**Question:** Xeroderma pigmentation is caused due to a group of closely related abnormalities in -

A. DNA repair enzymes
B. Skin pigmentation
C. Melanin production
D. Skin barrier function

**Core Concept:** Xeroderma pigmentosum (XP) is a rare genetic disorder characterized by increased skin sensitivity to sunlight, leading to skin cancers, premature aging, and pigmentary changes. XP is caused by defects in DNA repair enzymes, particularly nucleotide excision repair (NER) and base excision repair (BER) pathways.

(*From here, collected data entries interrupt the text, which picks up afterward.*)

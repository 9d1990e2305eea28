//! Saving a graph to disk and loading it back.

mod common;

use common::builders::{filter_after, ToneBuilder};
use common::{waveform, write_two_port};
use scopeflow::config::AcquisitionConfig;
use scopeflow::filters::{fft, peak, reference_plane, touchstone};
use scopeflow::graph::{FilterGraph, NodeId, ParameterValue};
use scopeflow::instrument::{AcquisitionController, DemoOscilloscope};
use scopeflow::scheduler::Scheduler;
use scopeflow::serialize::{load_graph, save_graph, GraphDocument};
use std::path::Path;
use std::sync::Arc;

struct Fixture {
    graph: FilterGraph,
    tone: NodeId,
    spectrum: NodeId,
    plane: NodeId,
}

fn fixture(dir: &Path) -> Fixture {
    let mut graph = FilterGraph::new();
    let scope = Arc::new(DemoOscilloscope::new("bench"));
    let channels = graph
        .attach_instrument("bench", Arc::new(AcquisitionController::new(scope, 2)), None)
        .unwrap();
    graph.node_mut(channels[1]).unwrap().core_mut().color = "#123456".to_string();

    let tone = ToneBuilder::new().frequency(2.5e6).amplitude(0.8).depth(2048).add_to(&mut graph);
    let spectrum = filter_after(&mut graph, fft::NAME, &[(tone, "data")]);
    graph
        .set_parameter(spectrum, fft::PARAM_REMOVE_DC, &ParameterValue::Bool(false))
        .unwrap();
    let swing = filter_after(&mut graph, peak::NAME, &[(channels[0], "data")]);
    graph.node_mut(swing).unwrap().core_mut().display_name = "CH1 swing".to_string();

    let path = write_two_port(dir, "cable.s2p", &[(100.0, -0.1, -10.0), (1000.0, -1.0, -100.0)]);
    let import = graph.create_filter(touchstone::NAME, "#808080").unwrap();
    graph
        .set_parameter(
            import,
            touchstone::PARAM_FILE_NAME,
            &ParameterValue::Filename(path.to_string_lossy().into_owned()),
        )
        .unwrap();
    let plane = graph.create_filter(reference_plane::NAME, "#00ff00").unwrap();
    graph
        .set_parameter(plane, "Port 2 Shift", &ParameterValue::Float(-25_000.0))
        .unwrap();
    for to in 1..=2 {
        for from in 1..=2 {
            let (mag, ang) = touchstone::stream_names(to, from);
            for name in [mag, ang] {
                let src = graph.stream_ref(import, &name).unwrap();
                graph.connect(src, plane, &name).unwrap();
            }
        }
    }

    Fixture {
        graph,
        tone,
        spectrum,
        plane,
    }
}

fn samples(graph: &FilterGraph, node: NodeId, stream: &str) -> Vec<u32> {
    waveform(graph, node, stream)
        .and_then(|w| w.analog())
        .map(|v| v.samples().iter().map(|s| s.to_bits()).collect())
        .unwrap_or_default()
}

fn check_reload(extension: &str) {
    let dir = tempfile::tempdir().unwrap();
    let mut f = fixture(dir.path());
    let path = dir.path().join(format!("graph.{}", extension));
    save_graph(&f.graph, &path).unwrap();

    let loaded = load_graph(&path, &AcquisitionConfig::default()).unwrap();
    assert!(loaded.warnings.is_empty(), "warnings: {:?}", loaded.warnings);
    let mut graph = loaded.graph;

    assert_eq!(graph.ids(), f.graph.ids());
    assert_eq!(GraphDocument::from_graph(&graph), GraphDocument::from_graph(&f.graph));

    let handle = graph.instrument("bench").unwrap();
    assert_eq!(handle.channels, f.graph.instrument("bench").unwrap().channels);
    let ch2 = graph.node(handle.channels[1]).unwrap().core();
    assert_eq!(ch2.color, "#123456");

    Scheduler::cpu_only().refresh(&mut f.graph);
    Scheduler::cpu_only().refresh(&mut graph);
    for (node, stream) in [
        (f.tone, "data"),
        (f.spectrum, "magnitude"),
        (f.plane, "S21_ang"),
        (f.plane, "S12_mag"),
    ] {
        let before = samples(&f.graph, node, stream);
        assert!(!before.is_empty(), "{} {} produced nothing", node, stream);
        assert_eq!(before, samples(&graph, node, stream), "{} {}", node, stream);
    }
}

#[test]
fn test_json_reload_reproduces_outputs() {
    check_reload("json");
}

#[test]
fn test_toml_reload_reproduces_outputs() {
    check_reload("toml");
}

#[test]
fn test_saved_document_shape() {
    let dir = tempfile::tempdir().unwrap();
    let f = fixture(dir.path());
    let doc = GraphDocument::from_graph(&f.graph);

    let bench = &doc.instruments["bench"];
    assert_eq!(bench.driver, "demo");
    assert_eq!(bench.channels.len(), 4);

    let plane = &doc.filters[&f.plane.0.to_string()];
    assert_eq!(plane.class, reference_plane::NAME);
    assert_eq!(plane.inputs.len(), 8);
    assert_eq!(
        plane.parameters.get("Port 2 Shift"),
        Some(&ParameterValue::Float(-25_000.0))
    );

    let spectrum = &doc.filters[&f.spectrum.0.to_string()];
    assert_eq!(spectrum.inputs["din"].node, f.tone);
    let mag = spectrum.streams.iter().find(|s| s.name == "magnitude").unwrap();
    assert_eq!(mag.x_unit, scopeflow::Unit::Millihertz);
    assert_eq!(mag.y_unit, scopeflow::Unit::Db);
}

#[test]
fn test_missing_touchstone_file_still_loads() {
    let dir = tempfile::tempdir().unwrap();
    let f = fixture(dir.path());
    let path = dir.path().join("graph.json");
    save_graph(&f.graph, &path).unwrap();
    std::fs::remove_file(dir.path().join("cable.s2p")).unwrap();

    let loaded = load_graph(&path, &AcquisitionConfig::default()).unwrap();
    // The import has no streams, so the plane's inputs cannot be wired
    assert!(!loaded.warnings.is_empty());
    let mut graph = loaded.graph;
    let stats = Scheduler::cpu_only().refresh(&mut graph);
    assert!(stats.errors > 0);
    assert!(!samples(&graph, f.spectrum, "magnitude").is_empty());
}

**Why the Correct Answer is Right:** XP is caused by mutations in one of the eight XP genes (XPA to XPG) or the Xeroderma pigmentosum complementation group (XPC) gene, which are involved in NER and BER pathways. These enzymes play a crucial role in repairing UV-induced DNA damage, and their deficiency leads to impaired DNA repair, resulting in the characteristic features of XP.

**Why Each Wrong Option is Incorrect:**

A. DNA repair enzymes (XP genes): XP is caused by mutations in these genes, not by a deficiency in DNA repair enzymes themselves. The correct answer is XP genes, not DNA repair enzymes as a whole.

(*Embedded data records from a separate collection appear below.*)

//! Instrument collaborators: the driver trait, channels and acquisition.
//!
//! A driver implements [`Instrument`]. The graph owns one
//! [`InstrumentChannel`] node per driver channel; channel setters forward to
//! the driver so its cache and the hardware stay consistent. Acquisition runs
//! through an [`AcquisitionController`], optionally on an
//! [`AcquisitionWorker`] thread, and reaches the graph only through the
//! controller's pending-waveform queue.
//!
//! All trait methods take `&self`; drivers keep mutable state behind their
//! own mutex so the trait object can be shared as `Arc<dyn Instrument>`.

mod acquisition;
mod channel;
pub mod demo;
mod factory;
pub mod transport;
mod trigger;

pub use acquisition::{AcquisitionController, AcquisitionState, AcquisitionWorker};
pub use channel::InstrumentChannel;
pub use demo::DemoOscilloscope;
pub use factory::{InstrumentConstructor, InstrumentFactory};
pub use transport::{CommandQueue, LoopbackTransport, ScpiLink, Transport};
pub use trigger::{EdgeSlope, TriggerSettings, TriggerType};

use crate::error::{Result, ScopeError};
use crate::units::Unit;
use crate::waveform::Waveform;
use serde::{Deserialize, Serialize};
use std::collections::BTreeMap;
use std::fmt;
use std::sync::Arc;

/// One captured acquisition: `(channel, stream)` → waveform
pub type WaveformSet = BTreeMap<(usize, usize), Waveform>;

/// Input coupling of an analog channel
#[derive(Debug, Clone, Copy, PartialEq, Eq, Hash, Serialize, Deserialize)]
pub enum Coupling {
    Dc1M,
    Ac1M,
    Dc50,
    Gnd,
    /// Generated in software; no front end
    Synthetic,
}

impl Coupling {
    pub fn name(&self) -> &'static str {
        match self {
            Coupling::Dc1M => "DC 1M",
            Coupling::Ac1M => "AC 1M",
            Coupling::Dc50 => "DC 50",
            Coupling::Gnd => "GND",
            Coupling::Synthetic => "synthetic",
        }
    }
}

impl fmt::Display for Coupling {
    fn fmt(&self, f: &mut fmt::Formatter<'_>) -> fmt::Result {
        f.write_str(self.name())
    }
}

#[derive(Debug, Clone, Copy, PartialEq, Eq, Serialize, Deserialize)]
pub enum ChannelKind {
    Analog,
    Digital,
}

/// Static description of one driver channel
#[derive(Debug, Clone, PartialEq)]
pub struct ChannelInfo {
    pub name: String,
    pub kind: ChannelKind,
    /// Output stream names, in order
    pub streams: Vec<String>,
    pub y_unit: Unit,
    pub color: String,
}

impl ChannelInfo {
    pub fn analog(name: impl Into<String>, color: impl Into<String>) -> Self {
        Self {
            name: name.into(),
            kind: ChannelKind::Analog,
            streams: vec!["data".to_string()],
            y_unit: Unit::Volts,
            color: color.into(),
        }
    }

    pub fn digital(name: impl Into<String>, color: impl Into<String>) -> Self {
        Self {
            name: name.into(),
            kind: ChannelKind::Digital,
            streams: vec!["data".to_string()],
            y_unit: Unit::Unitless,
            color: color.into(),
        }
    }
}

/// Trigger status reported by the instrument
#[derive(Debug, Clone, Copy, PartialEq, Eq, Serialize, Deserialize)]
pub enum TriggerMode {
    /// Armed and free-running
    Run,
    Stop,
    /// A trigger fired; data can be fetched
    Triggered,
    /// Armed, waiting for a trigger event
    Wait,
    Auto,
}

/// How the instrument is reached
#[derive(Debug, Clone, PartialEq, Eq, Default, Serialize, Deserialize)]
pub struct TransportDescriptor {
    pub name: String,
    pub connection_string: String,
}

fn unsupported<T>(what: &str) -> Result<T> {
    Err(ScopeError::Unsupported(format!("{} is not supported by this instrument", what)))
}

/// Driver surface implemented by every instrument
pub trait Instrument: Send + Sync {
    // ── Identity ──

    fn name(&self) -> String;

    /// Driver name used by serialization to recreate the instrument
    fn driver_name(&self) -> String;

    fn transport(&self) -> TransportDescriptor;

    // ── Channels ──

    fn channel_count(&self) -> usize;

    fn channel_info(&self, i: usize) -> ChannelInfo;

    fn available_couplings(&self, _i: usize) -> Vec<Coupling> {
        vec![Coupling::Dc1M, Coupling::Ac1M, Coupling::Dc50, Coupling::Gnd]
    }

    fn coupling(&self, i: usize) -> Coupling;

    fn set_coupling(&self, i: usize, coupling: Coupling) -> Result<()>;

    fn attenuation(&self, _i: usize) -> f64 {
        1.0
    }

    fn set_attenuation(&self, _i: usize, _attenuation: f64) -> Result<()> {
        unsupported("attenuation")
    }

    /// Bandwidth limit in MHz, 0 for full bandwidth
    fn bandwidth_limit(&self, _i: usize) -> u32 {
        0
    }

    fn set_bandwidth_limit(&self, _i: usize, _mhz: u32) -> Result<()> {
        unsupported("bandwidth limiting")
    }

    /// Full-scale range in volts of one stream
    fn voltage_range(&self, i: usize, stream: usize) -> f64;

    fn set_voltage_range(&self, i: usize, stream: usize, range: f64) -> Result<()>;

    fn offset(&self, i: usize, stream: usize) -> f64;

    fn set_offset(&self, i: usize, stream: usize, offset: f64) -> Result<()>;

    fn is_channel_enabled(&self, _i: usize) -> bool {
        true
    }

    fn set_channel_enabled(&self, _i: usize, _enabled: bool) -> Result<()> {
        unsupported("channel enable")
    }

    fn is_inverted(&self, _i: usize) -> bool {
        false
    }

    fn set_inverted(&self, _i: usize, _invert: bool) -> Result<()> {
        unsupported("inversion")
    }

    fn can_auto_zero(&self, _i: usize) -> bool {
        false
    }

    fn auto_zero(&self, _i: usize) -> Result<()> {
        unsupported("auto-zero")
    }

    fn input_mux_names(&self, _i: usize) -> Vec<String> {
        Vec::new()
    }

    fn input_mux(&self, _i: usize) -> usize {
        0
    }

    fn set_input_mux(&self, _i: usize, _mux: usize) -> Result<()> {
        unsupported("input mux")
    }

    fn digital_threshold(&self, _i: usize) -> f64 {
        0.0
    }

    fn set_digital_threshold(&self, _i: usize, _volts: f64) -> Result<()> {
        unsupported("digital threshold")
    }

    fn digital_hysteresis(&self, _i: usize) -> f64 {
        0.0
    }

    fn set_digital_hysteresis(&self, _i: usize, _volts: f64) -> Result<()> {
        unsupported("digital hysteresis")
    }

    fn adc_mode_names(&self, _i: usize) -> Vec<String> {
        Vec::new()
    }

    fn adc_mode(&self, _i: usize) -> usize {
        0
    }

    fn set_adc_mode(&self, _i: usize, _mode: usize) -> Result<()> {
        unsupported("ADC mode")
    }

    // ── Acquisition ──

    fn start(&self) -> Result<()>;

    fn start_single_trigger(&self) -> Result<()>;

    fn stop(&self) -> Result<()>;

    fn force_trigger(&self) -> Result<()>;

    fn poll_trigger(&self) -> Result<TriggerMode>;

    /// Fetch the captured waveforms of the last trigger
    fn acquire_data(&self) -> Result<WaveformSet>;

    fn is_trigger_armed(&self) -> bool;

    // ── Timebase ──

    fn sample_rates_non_interleaved(&self) -> Vec<u64> {
        vec![self.sample_rate()]
    }

    fn sample_rates_interleaved(&self) -> Vec<u64> {
        Vec::new()
    }

    fn sample_depths_non_interleaved(&self) -> Vec<u64> {
        vec![self.sample_depth()]
    }

    fn sample_depths_interleaved(&self) -> Vec<u64> {
        Vec::new()
    }

    /// Samples per second
    fn sample_rate(&self) -> u64;

    fn set_sample_rate(&self, rate: u64) -> Result<()>;

    fn sample_depth(&self) -> u64;

    fn set_sample_depth(&self, depth: u64) -> Result<()>;

    fn is_interleaving(&self) -> bool {
        false
    }

    /// Returns the interleave state actually applied
    fn set_interleaving(&self, _interleave: bool) -> Result<bool> {
        Ok(false)
    }

    /// Channel pairs that cannot both be enabled while interleaving
    fn interleave_conflicts(&self) -> Vec<(usize, usize)> {
        Vec::new()
    }

    fn can_interleave(&self) -> bool {
        !self.sample_rates_interleaved().is_empty()
            && self
                .interleave_conflicts()
                .iter()
                .all(|&(a, b)| !(self.is_channel_enabled(a) && self.is_channel_enabled(b)))
    }

    /// Femtoseconds from the start of the capture to the trigger point
    fn trigger_offset(&self) -> i64 {
        0
    }

    fn set_trigger_offset(&self, _offset_fs: i64) -> Result<()> {
        unsupported("trigger offset")
    }

    fn trigger(&self) -> TriggerSettings {
        TriggerSettings::default()
    }

    fn set_trigger(&self, _trigger: TriggerSettings) -> Result<()> {
        unsupported("trigger configuration")
    }
}

/// An instrument attached to a graph
#[derive(Clone)]
pub struct InstrumentHandle {
    pub name: String,
    pub acquisition: Arc<AcquisitionController>,
    /// Channel node ids, indexed by driver channel
    pub channels: Vec<crate::graph::NodeId>,
}

impl InstrumentHandle {
    pub fn instrument(&self) -> &Arc<dyn Instrument> {
        self.acquisition.instrument()
    }
}

impl fmt::Debug for InstrumentHandle {
    fn fmt(&self, f: &mut fmt::Formatter<'_>) -> fmt::Result {
        f.debug_struct("InstrumentHandle")
            .field("name", &self.name)
            .field("state", &self.acquisition.state())
            .field("channels", &self.channels)
            .finish()
    }
}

B. Skin pigmentation: XP is not primarily related to skin pigmentation but to DNA repair defects and increased skin sensitivity to sunlight.

C. Melanin production: Melanin production is not directly linked to XP pathogenesis. The issue is with DNA repair deficiency, not pigmentation.

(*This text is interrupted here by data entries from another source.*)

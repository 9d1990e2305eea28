//! Touchstone (`.sNp`) import.
//!
//! A source node: no inputs, one magnitude and one angle stream per port
//! pair. The stream list is rebuilt whenever the file name changes.

use crate::error::{Result, ScopeError};
use crate::graph::{FileFilter, Filter, FilterParameter, NodeCore, RefreshContext, Stream, StreamType};
use crate::units::Unit;
use crate::waveform::sparams::SParameters;

pub const NAME: &str = "Touchstone Import";

pub const PARAM_FILE_NAME: &str = "File Name";

/// Magnitude and angle stream names for one port pair
pub fn stream_names(to: usize, from: usize) -> (String, String) {
    (format!("S{}{}_mag", to, from), format!("S{}{}_ang", to, from))
}

/// Magnitude (dB) and angle (degrees) streams for one port pair
pub fn sparameter_streams(to: usize, from: usize) -> [Stream; 2] {
    let (mag, ang) = stream_names(to, from);
    [
        Stream::new(mag, StreamType::Analog, Unit::Hertz, Unit::Db),
        Stream::new(ang, StreamType::Analog, Unit::Hertz, Unit::Degrees),
    ]
}

#[derive(Debug)]
pub struct TouchstoneImportFilter {
    core: NodeCore,
    params: Option<SParameters>,
    load_error: Option<String>,
}

impl TouchstoneImportFilter {
    pub fn new(color: &str) -> Self {
        let mut core = NodeCore::new(NAME, color);
        core.parameters_mut().insert(
            PARAM_FILE_NAME,
            FilterParameter::filename("", FileFilter::new("Touchstone files", &["s*p"])),
        );
        Self {
            core,
            params: None,
            load_error: None,
        }
    }

    /// The loaded network, if any
    pub fn sparameters(&self) -> Option<&SParameters> {
        self.params.as_ref()
    }

    fn reload(&mut self) {
        let path = self.core.parameters().text(PARAM_FILE_NAME);
        self.params = None;
        self.load_error = None;
        if path.is_empty() {
            self.core.rebuild_streams(Vec::new());
            return;
        }

        match SParameters::load_touchstone(&path) {
            Ok(params) => {
                let streams = params
                    .iter()
                    .flat_map(|(&(to, from), _)| sparameter_streams(to, from))
                    .collect();
                self.core.rebuild_streams(streams);
                tracing::info!(
                    "Loaded {}-port network from {} ({} points)",
                    params.port_count(),
                    path,
                    params.frequency_count()
                );
                self.params = Some(params);
            }
            Err(e) => {
                tracing::warn!("Failed to load {}: {}", path, e);
                self.core.rebuild_streams(Vec::new());
                self.load_error = Some(e.to_string());
            }
        }
    }
}

impl Filter for TouchstoneImportFilter {
    crate::graph::filter_core!();

    fn validate_channel(&self, _i: usize, _stream: &Stream) -> bool {
        false
    }

    fn on_parameter_changed(&mut self, name: &str) {
        if name == PARAM_FILE_NAME {
            self.reload();
        }
    }

    fn refresh(&mut self, _ctx: &mut RefreshContext<'_>) -> Result<()> {
        if let Some(e) = &self.load_error {
            return Err(ScopeError::Parse(e.clone()));
        }
        let Some(params) = &self.params else {
            return Err(ScopeError::InvalidParameter("no Touchstone file selected".to_string()));
        };

        let mut outputs = Vec::with_capacity(params.port_count() * params.port_count() * 2);
        for (_, vec) in params.iter() {
            let (mut mag, mut ang) = vec.to_waveforms();
            mag.mark_modified_from_cpu();
            ang.mark_modified_from_cpu();
            outputs.push(mag);
            outputs.push(ang);
        }
        for (i, w) in outputs.into_iter().enumerate() {
            self.core.set_output_waveform(i, w.into());
        }
        Ok(())
    }
}

#[cfg(test)]
mod tests {
    use super::*;
    use crate::filters::test_support;
    use crate::graph::ParameterValue;
    use std::io::Write;

    const TWO_PORT: &str = "! thru\n# GHZ S MA R 50\n1.0 0.1 0 0.9 -90 0.9 -90 0.1 0\n2.0 0.1 0 0.8 -180 0.8 -180 0.1 0\n";

    fn load(f: &mut TouchstoneImportFilter, path: &str) {
        f.core_mut()
            .parameters_mut()
            .set_value(PARAM_FILE_NAME, &ParameterValue::Filename(path.to_string()))
            .unwrap();
        f.on_parameter_changed(PARAM_FILE_NAME);
    }

    #[test]
    fn test_import_two_port() {
        let dir = tempfile::tempdir().unwrap();
        let path = dir.path().join("thru.s2p");
        std::fs::File::create(&path)
            .unwrap()
            .write_all(TWO_PORT.as_bytes())
            .unwrap();

        let mut f = TouchstoneImportFilter::new("#ffffff");
        load(&mut f, path.to_str().unwrap());
        assert_eq!(f.core().stream_count(), 8);
        let s21_ang = f.core().stream_index("S21_ang").unwrap();

        test_support::refresh(&mut f, &[]).unwrap();
        let stream = f.core().stream(s21_ang).unwrap();
        assert_eq!(stream.x_unit, Unit::Hertz);
        assert_eq!(stream.y_unit, Unit::Degrees);
        let view = stream.waveform().unwrap().analog().unwrap();
        assert_eq!(view.offset_scaled(1), 2_000_000_000);
        assert!((view.value(0) + 90.0).abs() < 1e-4);

        let s11_mag = f.core().stream_index("S11_mag").unwrap();
        let mag = f.core().stream(s11_mag).unwrap().waveform().unwrap().analog().unwrap();
        assert!((mag.value(0) + 20.0).abs() < 1e-4);
    }

    #[test]
    fn test_missing_file_reports_error() {
        let mut f = TouchstoneImportFilter::new("#ffffff");
        load(&mut f, "/nonexistent/path.s2p");
        assert_eq!(f.core().stream_count(), 0);
        assert!(test_support::refresh(&mut f, &[]).is_err());
    }

    #[test]
    fn test_no_file_selected() {
        let mut f = TouchstoneImportFilter::new("#ffffff");
        assert!(matches!(
            test_support::refresh(&mut f, &[]),
            Err(ScopeError::InvalidParameter(_))
        ));
    }
}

D. Skin barrier function: Although skin barrier dysfunction can occur in XP, the primary cause is the genetic defects in DNA repair enzymes, not skin barrier function.

**Clinical Pearl:** Understanding the pathogenesis of XP emphasizes the importance of DNA repair in maintaining skin health and preventing skin cancers. It highlights the need for sun protection in individuals with XP and similar conditions to minimize UV-induced DNA damage and reduce skin cancer risk.